The number of Wilmette Institute Web Talks for 2017 has been growing steadily and now stands at fourteen. And the Institute has already confirmed one Web Talk for 2018. In 2017, three Web Talks have already been given and are now available on the Institute’s YouTube channel (see links below). The talks for 2017 and 2018 include:
Web Talks for 2017- January 22, 2017: Annette Reynolds—“Trudy and Bahá’ís’ Spiritual Path in South Carolina” (now available on YouTube)
- February 12, 2017: Greg Dahl—“Globalization and Current Events—A Bahá’í Perspective” (now available on YouTube)
- March 12, 2017: Houshmand Badee—“Is There a Bahá’í Economic System?” (now available on YouTube)
- April 9, 2017: Todd Lawson—“The Bahá’í Faith and the Qur’an Series: The Qur’an, The First Book in Arabic”
- April 16, 2017: Todd Lawson—“The Bahá’í Faith and the Qur’an Series: The Qur’an in the Writings of Bahá’u’lláh and the Báb”
- April 23, 2017: Todd Lawson—“The Bahá’í Faith and the Qur’an Series: The Qur’anic Epic and the Creation of Humanity”
- May 14, 201: Jena Khodadad—“Zikrullah Khadem: The Itinerant Hand of the Cause of God”
- June 11, 2017: Michael Penn—“A Philosophy of Mind Grounded in Relationships: A Bahá’í-Inspired Perspective”
- July 23, 2017 – new date: Augusto Lopez-Claros—“The Emergence of Global Institutions?
- August 20, 2017: Susan Maneck—“Time and the Containment of Evil: The Zoroastrian Cosmology”
- September 17, 2017: Louise Profeit-LeBlanc—Topic to be announced
- October 15, 2017: John S. Hatcher—The Twin Birthdays and the Bicentennial of Bahá’u’lláh’s Birth
- October 29, 2017: Paul Hanley—“Eleven.”
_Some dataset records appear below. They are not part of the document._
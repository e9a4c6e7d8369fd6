//! Node discovery (UDP) wire messages: Ping, Pong, FindNeighbors, Neighbors.
//! Each datagram is a signed envelope — `hash || signature || packet-type ||
//! rlp(payload)` — so the envelope is handled once here and the four
//! payload shapes stay plain RLP structs, the same split discv4 uses
//! between its envelope codec and its per-message types.

use bytes::BufMut;
use ethereum_types::H512;
use photon_crypto::ecdsa;
use photon_crypto::keccak::keccak_hash;
use photon_rlp::decode::RLPDecode;
use photon_rlp::encode::RLPEncode;
use photon_rlp::error::RLPDecodeError;
use photon_rlp::structs::{Decoder, Encoder};
use secp256k1::ecdsa::RecoveryId;
use secp256k1::SecretKey;
use std::net::IpAddr;

pub const MAX_DATAGRAM_SIZE: usize = 1500;
const HASH_LEN: usize = 32;
const SIG_LEN: usize = 65;

#[derive(Debug, Clone, PartialEq, Eq)]
pub struct Endpoint {
    pub ip: IpAddr,
    pub udp_port: u16,
    pub tcp_port: u16,
}

impl RLPEncode for Endpoint {
    fn encode(&self, buf: &mut dyn BufMut) {
        Encoder::new(buf)
            .encode_field(&self.ip)
            .encode_field(&self.udp_port)
            .encode_field(&self.tcp_port)
            .finish();
    }
}

impl RLPDecode for Endpoint {
    fn decode_unfinished(rlp: &[u8]) -> Result<(Self, &[u8]), RLPDecodeError> {
        let decoder = Decoder::new(rlp)?;
        let (ip, decoder) = decoder.decode_field("ip")?;
        let (udp_port, decoder) = decoder.decode_field("udp_port")?;
        let (tcp_port, decoder) = decoder.decode_field("tcp_port")?;
        let remaining = decoder.finish()?;
        Ok((
            Endpoint {
                ip,
                udp_port,
                tcp_port,
            },
            remaining,
        ))
    }
}

#[derive(Debug, Clone)]
pub struct PingMessage {
    pub version: u8,
    pub from: Endpoint,
    pub to: Endpoint,
    pub expiration: u64,
}

impl PingMessage {
    pub const PACKET_TYPE: u8 = 0x01;

    fn encode(&self, buf: &mut dyn BufMut) {
        Encoder::new(buf)
            .encode_field(&self.version)
            .encode_field(&self.from)
            .encode_field(&self.to)
            .encode_field(&self.expiration)
            .finish();
    }

    fn decode(data: &[u8]) -> Result<Self, RLPDecodeError> {
        let decoder = Decoder::new(data)?;
        let (version, decoder) = decoder.decode_field("version")?;
        let (from, decoder) = decoder.decode_field("from")?;
        let (to, decoder) = decoder.decode_field("to")?;
        let (expiration, decoder) = decoder.decode_field("expiration")?;
        let _ = decoder.finish_unchecked();
        Ok(PingMessage {
            version,
            from,
            to,
            expiration,
        })
    }
}

#[derive(Debug, Clone)]
pub struct PongMessage {
    pub to: Endpoint,
    pub ping_hash: [u8; HASH_LEN],
    pub expiration: u64,
}

impl PongMessage {
    pub const PACKET_TYPE: u8 = 0x02;

    fn encode(&self, buf: &mut dyn BufMut) {
        Encoder::new(buf)
            .encode_field(&self.to)
            .encode_bytes(&self.ping_hash)
            .encode_field(&self.expiration)
            .finish();
    }

    fn decode(data: &[u8]) -> Result<Self, RLPDecodeError> {
        let decoder = Decoder::new(data)?;
        let (to, decoder) = decoder.decode_field("to")?;
        let (ping_hash_bytes, decoder) = decoder.decode_field::<bytes::Bytes>("ping_hash")?;
        let (expiration, decoder) = decoder.decode_field("expiration")?;
        let _ = decoder.finish_unchecked();
        let ping_hash = ping_hash_bytes
            .as_ref()
            .try_into()
            .map_err(|_| RLPDecodeError::malformed_data())?;
        Ok(PongMessage {
            to,
            ping_hash,
            expiration,
        })
    }
}

#[derive(Debug, Clone)]
pub struct FindNeighborsMessage {
    pub target: H512,
    pub expiration: u64,
}

impl FindNeighborsMessage {
    pub const PACKET_TYPE: u8 = 0x03;

    fn encode(&self, buf: &mut dyn BufMut) {
        Encoder::new(buf)
            .encode_field(&self.target)
            .encode_field(&self.expiration)
            .finish();
    }

    fn decode(data: &[u8]) -> Result<Self, RLPDecodeError> {
        let decoder = Decoder::new(data)?;
        let (target, decoder) = decoder.decode_field("target")?;
        let (expiration, decoder) = decoder.decode_field("expiration")?;
        let _ = decoder.finish_unchecked();
        Ok(FindNeighborsMessage { target, expiration })
    }
}

#[derive(Debug, Clone, PartialEq, Eq)]
pub struct NeighborRecord {
    pub endpoint: Endpoint,
    pub node_id: H512,
}

impl RLPEncode for NeighborRecord {
    fn encode(&self, buf: &mut dyn BufMut) {
        Encoder::new(buf)
            .encode_field(&self.endpoint.ip)
            .encode_field(&self.endpoint.udp_port)
            .encode_field(&self.endpoint.tcp_port)
            .encode_field(&self.node_id)
            .finish();
    }
}

impl RLPDecode for NeighborRecord {
    fn decode_unfinished(rlp: &[u8]) -> Result<(Self, &[u8]), RLPDecodeError> {
        let decoder = Decoder::new(rlp)?;
        let (ip, decoder) = decoder.decode_field("ip")?;
        let (udp_port, decoder) = decoder.decode_field("udp_port")?;
        let (tcp_port, decoder) = decoder.decode_field("tcp_port")?;
        let (node_id, decoder) = decoder.decode_field("node_id")?;
        let remaining = decoder.finish()?;
        Ok((
            NeighborRecord {
                endpoint: Endpoint {
                    ip,
                    udp_port,
                    tcp_port,
                },
                node_id,
            },
            remaining,
        ))
    }
}

#[derive(Debug, Clone)]
pub struct NeighborsMessage {
    pub nodes: Vec<NeighborRecord>,
    pub expiration: u64,
}

impl NeighborsMessage {
    pub const PACKET_TYPE: u8 = 0x04;

    fn encode(&self, buf: &mut dyn BufMut) {
        Encoder::new(buf)
            .encode_field(&self.nodes)
            .encode_field(&self.expiration)
            .finish();
    }

    fn decode(data: &[u8]) -> Result<Self, RLPDecodeError> {
        let decoder = Decoder::new(data)?;
        let (nodes, decoder) = decoder.decode_field("nodes")?;
        let (expiration, decoder) = decoder.decode_field("expiration")?;
        let _ = decoder.finish_unchecked();
        Ok(NeighborsMessage { nodes, expiration })
    }
}

#[derive(Debug, Clone)]
pub enum DiscoveryMessage {
    Ping(PingMessage),
    Pong(PongMessage),
    FindNeighbors(FindNeighborsMessage),
    Neighbors(NeighborsMessage),
}

impl DiscoveryMessage {
    fn packet_type(&self) -> u8 {
        match self {
            Self::Ping(_) => PingMessage::PACKET_TYPE,
            Self::Pong(_) => PongMessage::PACKET_TYPE,
            Self::FindNeighbors(_) => FindNeighborsMessage::PACKET_TYPE,
            Self::Neighbors(_) => NeighborsMessage::PACKET_TYPE,
        }
    }

    fn encode_payload(&self, buf: &mut dyn BufMut) {
        match self {
            Self::Ping(msg) => msg.encode(buf),
            Self::Pong(msg) => msg.encode(buf),
            Self::FindNeighbors(msg) => msg.encode(buf),
            Self::Neighbors(msg) => msg.encode(buf),
        }
    }

    /// Signs and frames this message into a complete datagram:
    /// `hash || sig || packet-type || rlp(payload)`, where `hash` covers
    /// everything from the signature onward. Errors if the result would
    /// exceed the discovery protocol's 1280-byte practical limit (checked
    /// against [`MAX_DATAGRAM_SIZE`] by the caller, not here).
    pub fn encode_signed(&self, secret_key: &SecretKey) -> Vec<u8> {
        let mut payload = Vec::new();
        self.encode_payload(&mut payload);

        let mut signed = vec![self.packet_type()];
        signed.extend_from_slice(&payload);

        let digest = keccak_hash(&signed);
        let (sig, recovery_id) = ecdsa::sign(secret_key, &digest);

        let mut body = Vec::with_capacity(SIG_LEN + signed.len());
        body.extend_from_slice(&sig);
        body.push(recovery_id_byte(recovery_id));
        body.extend_from_slice(&signed);

        let mut datagram = Vec::with_capacity(HASH_LEN + body.len());
        datagram.extend_from_slice(&keccak_hash(&body));
        datagram.extend_from_slice(&body);
        datagram
    }

    /// Validates the envelope hash and signature, recovers the sender's
    /// public key, and decodes the payload. Rejects datagrams over
    /// [`MAX_DATAGRAM_SIZE`] as a protocol violation before doing any
    /// cryptography.
    pub fn decode_signed(datagram: &[u8]) -> Result<(Self, H512), RLPDecodeError> {
        if datagram.len() > MAX_DATAGRAM_SIZE {
            return Err(RLPDecodeError::malformed_data());
        }
        if datagram.len() < HASH_LEN + SIG_LEN + 1 {
            return Err(RLPDecodeError::malformed_data());
        }
        let (claimed_hash, body) = datagram.split_at(HASH_LEN);
        if keccak_hash(body) != claimed_hash {
            return Err(RLPDecodeError::malformed_data());
        }

        let (sig_bytes, signed) = body.split_at(SIG_LEN);
        let sig: [u8; 64] = sig_bytes[..64]
            .try_into()
            .map_err(|_| RLPDecodeError::malformed_data())?;
        let recovery_id = RecoveryId::from_i32(sig_bytes[64] as i32)
            .map_err(|_| RLPDecodeError::malformed_data())?;
        let digest = keccak_hash(signed);
        let sender = ecdsa::recover(&sig, recovery_id, &digest)
            .map_err(|_| RLPDecodeError::malformed_data())?;

        let (packet_type, payload) = signed
            .split_first()
            .ok_or_else(RLPDecodeError::malformed_data)?;
        let message = match *packet_type {
            PingMessage::PACKET_TYPE => Self::Ping(PingMessage::decode(payload)?),
            PongMessage::PACKET_TYPE => Self::Pong(PongMessage::decode(payload)?),
            FindNeighborsMessage::PACKET_TYPE => {
                Self::FindNeighbors(FindNeighborsMessage::decode(payload)?)
            }
            NeighborsMessage::PACKET_TYPE => Self::Neighbors(NeighborsMessage::decode(payload)?),
            _ => return Err(RLPDecodeError::malformed_data()),
        };
        Ok((message, sender))
    }
}

fn recovery_id_byte(recovery_id: RecoveryId) -> u8 {
    recovery_id.to_i32() as u8
}

#[cfg(test)]
mod tests {
    use super::*;
    use rand::rngs::OsRng;

    fn endpoint(port: u16) -> Endpoint {
        Endpoint {
            ip: "127.0.0.1".parse().unwrap(),
            udp_port: port,
            tcp_port: port,
        }
    }

    #[test]
    fn ping_signed_roundtrip() {
        let secret_key = SecretKey::new(&mut OsRng);
        let public_key = secret_key.public_key(secp256k1::SECP256K1);
        let expected_sender = H512::from_slice(&public_key.serialize_uncompressed()[1..]);

        let ping = DiscoveryMessage::Ping(PingMessage {
            version: 4,
            from: endpoint(30303),
            to: endpoint(30304),
            expiration: 1_800_000_000,
        });
        let datagram = ping.encode_signed(&secret_key);
        assert!(datagram.len() <= MAX_DATAGRAM_SIZE);

        let (decoded, sender) = DiscoveryMessage::decode_signed(&datagram).unwrap();
        assert_eq!(sender, expected_sender);
        match decoded {
            DiscoveryMessage::Ping(msg) => assert_eq!(msg.to.udp_port, 30304),
            other => panic!("expected Ping, got {other:?}"),
        }
    }

    #[test]
    fn oversized_datagram_is_rejected() {
        let oversized = vec![0u8; MAX_DATAGRAM_SIZE + 1];
        assert!(DiscoveryMessage::decode_signed(&oversized).is_err());
    }

    #[test]
    fn neighbors_roundtrip() {
        let secret_key = SecretKey::new(&mut OsRng);
        let neighbors = DiscoveryMessage::Neighbors(NeighborsMessage {
            nodes: vec![NeighborRecord {
                endpoint: endpoint(30303),
                node_id: H512::repeat_byte(0x7),
            }],
            expiration: 1_800_000_000,
        });
        let datagram = neighbors.encode_signed(&secret_key);
        let (decoded, _) = DiscoveryMessage::decode_signed(&datagram).unwrap();
        match decoded {
            DiscoveryMessage::Neighbors(msg) => assert_eq!(msg.nodes.len(), 1),
            other => panic!("expected Neighbors, got {other:?}"),
        }
    }
}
- December 3, 2017: Elena Mustakova-Possardt—Topic to be announced
Web Talks for 2018:- January 14, 2018: JoAnn Borovicka—“Ten Plagues of the Exodus in the Light of the Bahá’í Writings”
All Wilmette Institute’s Web Talks are free and open to the public, but they require you to sign up in advance. Check “Web Talks/Webinars” in this issue; or watch for flyers and announcements; or keep checking
http://wilmetteinstitute.org, and then clicking on “Web Talks.” The Web Talks use a system that transmits audio and video of the speakers and the PowerPoint slides they generally use. Audience members listening to the live broadcast can ask questions by typing them into a “chat” box. Anyone viewing the talk at a later date will hear the questions and answers from the live broadcast. The talks are held on
Sundays at 2 p.m. Eastern Time (11 a.m. PT; 7 p.m. in the UK.; 8 p.m. in Western Europe). After a live Web Talk is given, usually within 24 hours, it is generally posted on the Wilmette Institute’s
YouTube channel, where you can access the Web Talks from 2015 and 2016. The Institute uploads 2017 Web Talks as they are given. The talks now have closed captions that you can access by clicking on “cc” in the lower right corner of the YouTube page.